PGD chromosome question
1 Replies
Abby - October 17

I have a PGD question and am not sure whose board is best suited to answer but would love any insight you can offer.

I am looking for information/opinion about what might happen in an instance when PGD is performed but there is a lab error in the middle of testing one embryo and not all the chromosomes were able to be checked. As it turned out the other embryos tested all had an issue with aneuploidy in one way or another. Therefore the one that was partially tested, but was alright in what was tested, was transfered and has resulted in a pregnency, currently at 6 weeks.

What I am trying to figure out is there any information on what possible outcomes might be in store if there is an issue with one of the chromosomes they did not get to test. The ones that didn't get tested were 14, 15, and 17 - so what I have been looking for is something on-line that says -- if in fact there was trisomy for 14, 15 or 17 that would mean one is likely to have a m/c by week X.

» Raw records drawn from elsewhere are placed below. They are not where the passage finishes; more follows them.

use std::collections::HashMap;

use tracing::debug;
use ux::u15;

use crate::analyze::{
    ErrorKind,
    instr::{is_constant, is_symbol},
};

pub type Address = u15;

/// Largest address an A-instruction can load.
pub const MAX_ADDRESS: u16 = 0x7fff;

/// First RAM address handed out to variables.
pub const VARIABLE_BASE: u16 = 16;

const PREDEFINED: [(&str, u16); 7] = [
    ("SP", 0),
    ("LCL", 1),
    ("ARG", 2),
    ("THIS", 3),
    ("THAT", 4),
    ("SCREEN", 0x4000),
    ("KBD", 0x6000),
];

/// Converts a value to an address if it fits in 15 bits.
pub fn address(value: usize) -> Option<Address> {
    u16::try_from(value)
        .ok()
        .filter(|&value| value <= MAX_ADDRESS)
        .map(u15::new)
}

/// Names to addresses: predefined symbols, labels and variables.
#[derive(Debug, Clone)]
pub struct SymbolTable {
    symbols: HashMap<String, Address>,
    next_variable: u16,
    labels: usize,
    variables: usize,
}

impl SymbolTable {
    /// A table holding `R0`..`R15`, `SP`, `LCL`, `ARG`, `THIS`, `THAT`, `SCREEN` and `KBD`.
    pub fn seed() -> Self {
        let registers = (0..16).map(|r| (format!("R{}", r), u15::new(r)));
        let named = PREDEFINED
            .iter()
            .map(|&(name, addr)| (name.to_owned(), u15::new(addr)));

        Self {
            symbols: registers.chain(named).collect(),
            next_variable: VARIABLE_BASE,
            labels: 0,
            variables: 0,
        }
    }

    /// Binds a label unless the name is already taken. Returns whether it was inserted.
    pub fn try_define_label(&mut self, name: &str, address: Address) -> bool {
        if let Some(existing) = self.symbols.get(name) {
            debug!(label = name, %existing, "ignoring redefinition");
            return false;
        }

        debug!(label = name, %address, "defined label");
        self.symbols.insert(name.to_owned(), address);
        self.labels += 1;
        true
    }

    /// Resolves an A-instruction operand.
    ///
    /// Decimal literals resolve to themselves. Known symbols resolve to their address. Any other
    /// symbol becomes a variable at the next free RAM address.
    pub fn resolve(&mut self, operand: &str) -> Result<Address, ErrorKind> {
        if is_constant(operand) {
            return operand
                .parse::<usize>()
                .ok()
                .and_then(address)
                .ok_or_else(|| ErrorKind::AddressOutOfRange(operand.to_owned()));
        }

        if operand.strip_prefix('-').is_some_and(is_constant) {
            return Err(ErrorKind::AddressOutOfRange(operand.to_owned()));
        }

        if let Some(&address) = self.symbols.get(operand) {
            return Ok(address);
        }

        if !is_symbol(operand) {
            return Err(ErrorKind::InvalidSymbol(operand.to_owned()));
        }

        self.allocate(operand)
    }

    pub fn get(&self, name: &str) -> Option<Address> {
        self.symbols.get(name).copied()
    }

    pub fn contains(&self, name: &str) -> bool {
        self.symbols.contains_key(name)
    }

    pub fn len(&self) -> usize {
        self.symbols.len()
    }

    pub fn is_empty(&self) -> bool {
        self.symbols.is_empty()
    }

    /// Number of labels defined so far
    pub fn labels(&self) -> usize {
        self.labels
    }

    /// Number of variables allocated so far
    pub fn variables(&self) -> usize {
        self.variables
    }

    fn allocate(&mut self, name: &str) -> Result<Address, ErrorKind> {
        let address = address(self.next_variable.into())
            .ok_or_else(|| ErrorKind::VariablesExhausted(name.to_owned()))?;

        debug!(variable = name, %address, "allocated variable");
        self.symbols.insert(name.to_owned(), address);
        self.next_variable += 1;
        self.variables += 1;

        Ok(address)
    }
}
use std::{
    ffi::OsString,
    fs::{self, File},
    io::{self, BufWriter},
    path::{Path, PathBuf},
};

use tracing::debug;

use crate::synthesize::Program;

pub trait Output: Default {
    fn write(&self, program: &Program, out_path: impl AsRef<Path>) -> io::Result<()>;
}

/// Writes nothing. Used in tests.
#[derive(Default)]
pub struct Discard;

impl Output for Discard {
    fn write(&self, _program: &Program, _out_path: impl AsRef<Path>) -> io::Result<()> {
        Ok(())
    }
}

/// Text `.hack` file, one 16-digit binary word per line.
///
/// The file is written next to its destination under a `.tmp` suffix and renamed into place once
/// complete, so a failed run never leaves a truncated output behind.
#[derive(Default)]
pub struct HackFile;

impl Output for HackFile {
    fn write(&self, program: &Program, out_path: impl AsRef<Path>) -> io::Result<()> {
        let out_path = out_path.as_ref();
        let tmp_path = tmp_path(out_path);

        let result = File::create(&tmp_path)
            .and_then(|file| program.write_to(BufWriter::new(file)))
            .and_then(|()| fs::rename(&tmp_path, out_path));

        if result.is_err() {
            // the rename never happened, only the temporary file can exist
            let _ = fs::remove_file(&tmp_path);
        } else {
            debug!(path = %out_path.display(), words = program.len(), "wrote output");
        }

        result
    }
}

fn tmp_path(path: &Path) -> PathBuf {
    let mut tmp = OsString::from(path.as_os_str());
    tmp.push(".tmp");
    PathBuf::from(tmp)
}
use std::io::{self, Write};

pub mod code;
pub mod out;

/// A 16-bit Hack machine word, displayed as 16 binary digits.
#[derive(derive_more::Display, derive_more::From, derive_more::Into)]
#[derive(Debug, Clone, Copy, PartialEq, Eq, Hash)]
#[display("{_0:016b}")]
pub struct Word(u16);

pub trait Encode: std::fmt::Debug {
    fn encode(&self) -> Word;
}

/// A word together with the instruction it came from.
#[derive(Debug, Clone, PartialEq, Eq)]
pub struct Emitted {
    pub word: Word,
    pub pc: usize,
    pub line: usize,
    pub text: String,
}

/// Assembled output, one word per real instruction in program order.
#[derive(Debug, Default)]
pub struct Program {
    pub emitted: Vec<Emitted>,
    pub labels: usize,
    pub variables: usize,
}

impl Program {
    pub fn new() -> Self {
        Self::default()
    }

    pub fn push(&mut self, emitted: Emitted) {
        self.emitted.push(emitted);
    }

    pub fn words(&self) -> impl Iterator<Item = Word> + '_ {
        self.emitted.iter().map(|e| e.word)
    }

    pub fn len(&self) -> usize {
        self.emitted.len()
    }

    pub fn is_empty(&self) -> bool {
        self.emitted.is_empty()
    }

    /// Writes one line of 16 binary digits per word
    pub fn write_to(&self, mut writer: impl Write) -> io::Result<()> {
        for word in self.words() {
            writeln!(writer, "{}", word)?;
        }

        writer.flush()
    }

    pub fn to_text(&self) -> String {
        self.words().map(|word| format!("{}\n", word)).collect()
    }
}
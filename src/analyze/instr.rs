use std::{fmt, ops::Range};

use crate::analyze::{Error, ErrorKind};

/// One classified source instruction.
#[derive(Debug, Clone, PartialEq, Eq)]
pub struct Instruction {
    pub kind: InstructionKind,
    /// Program counter of this instruction. For a label, the program counter of the next real
    /// instruction.
    pub pc: usize,
    pub line: usize,
    pub range: Range<usize>,
    /// Whitespace-free instruction text
    pub text: String,
}

impl Instruction {
    /// Whether this instruction occupies a program-counter slot
    pub fn is_real(&self) -> bool {
        self.kind.is_real()
    }

    pub fn error(&self, kind: ErrorKind) -> Error {
        Error::new(kind, self.line, self.range.clone())
    }
}

#[derive(Debug, Clone, PartialEq, Eq)]
pub enum InstructionKind {
    /// `@operand`
    Address { operand: String },
    /// `dest=comp;jump`, absent fields are empty
    Compute {
        dest: String,
        comp: String,
        jump: String,
    },
    /// `(name)`
    Label { name: String },
}

impl InstructionKind {
    pub fn is_real(&self) -> bool {
        !matches!(self, Self::Label { .. })
    }
}

impl fmt::Display for InstructionKind {
    fn fmt(&self, f: &mut fmt::Formatter<'_>) -> fmt::Result {
        match self {
            Self::Address { operand } => write!(f, "@{}", operand),
            Self::Compute { dest, comp, jump } => {
                if !dest.is_empty() {
                    write!(f, "{}=", dest)?;
                }
                write!(f, "{}", comp)?;
                if !jump.is_empty() {
                    write!(f, ";{}", jump)?;
                }
                Ok(())
            }
            Self::Label { name } => write!(f, "({})", name),
        }
    }
}

/// A decimal literal: one or more ASCII digits.
pub fn is_constant(operand: &str) -> bool {
    !operand.is_empty() && operand.bytes().all(|b| b.is_ascii_digit())
}

/// A symbol: letters, digits, `_`, `.`, `$` and `:`, not starting with a digit.
pub fn is_symbol(name: &str) -> bool {
    let mut chars = name.chars();
    chars
        .next()
        .is_some_and(|c| !c.is_ascii_digit() && is_symbol_char(c))
        && chars.all(is_symbol_char)
}

fn is_symbol_char(c: char) -> bool {
    c.is_ascii_alphanumeric() || matches!(c, '_' | '.' | '$' | ':')
}
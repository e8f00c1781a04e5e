use std::{io, path::PathBuf};

use clap::{ArgAction, Parser};
use colored::Colorize;
use hackasm::{Assembler, BuildError, synthesize::out::HackFile};
use tracing::Level;

/// Assembler for the Hack computer
#[derive(Parser)]
#[command(version, about)]
struct Cli {
    /// Assembly source file
    file: PathBuf,

    /// Output file [default: FILE with a .hack extension]
    #[arg(short, long)]
    output: Option<PathBuf>,

    /// Print an annotated listing after assembling
    #[arg(short, long)]
    dump: bool,

    /// Log more (-v info, -vv debug, -vvv trace)
    #[arg(short, long, action = ArgAction::Count)]
    verbose: u8,
}

fn main() -> Result<(), Error> {
    let args = Cli::parse();

    let level = match args.verbose {
        0 => Level::WARN,
        1 => Level::INFO,
        2 => Level::DEBUG,
        _ => Level::TRACE,
    };

    tracing_subscriber::fmt()
        .with_max_level(level)
        .with_writer(io::stderr)
        .init();

    let Some(module) = args.file.file_name() else {
        return Err(Error::InvalidFile);
    };
    let module = module.to_string_lossy();

    let out_path = args
        .output
        .clone()
        .unwrap_or_else(|| args.file.with_extension("hack"));

    let assembler = Assembler::<HackFile>::default();
    let program = match assembler.assemble(&args.file, &out_path) {
        Ok(program) => program,
        Err(BuildError::Assembly(_)) => {
            eprintln!("{:>12} {}", "Failed".bright_red(), module);
            return Err(Error::AssemblyFailed);
        }
        Err(e) => return Err(e.into()),
    };

    if args.dump {
        for emitted in &program.emitted {
            println!(
                "{:>5}  {}  {}",
                emitted.pc.to_string().dimmed(),
                emitted.word,
                emitted.text
            );
        }
    }

    println!(
        "{:>12} {} -> {} ({} words, {} labels, {} variables)",
        "Assembled".bright_green(),
        module,
        out_path.display(),
        program.len(),
        program.labels,
        program.variables
    );

    Ok(())
}

#[derive(Debug, thiserror::Error)]
enum Error {
    #[error("path is not an assembly file")]
    InvalidFile,
    #[error("assembly failed")]
    AssemblyFailed,
    #[error(transparent)]
    Build(#[from] BuildError),
}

I am trying to see if there is some point after which it might mean we are a more or less out of the woods for an issue with those chromosomes. As I understand it, embryos with monosomy can rarely even implant, and the vast majority of trisomies don't implant or miscarry so I am trying to be hopeful that if things have progressed this far that that should offer hope that this embryo was also alright even in those chromosomes not looked at and that the pregnancy will progress. Can you offer any insight or opinions? Can you point me in the dirsection of anything on the web where I might research this further? Thanks so much for your assistance

 

Dr Smith - October 18

It is not unsual for an embryo to have an "inconclusive" result from PGD. The technology is not perfect. Approximately 10% of the results are inconclusive. It wasn't a "lab error" per se, it was the limits of the current technology for embryo testing. To put this in perspective, we are talking about the genetic analysis of a single embryonic cell here. There's lots of room for things to go wrong.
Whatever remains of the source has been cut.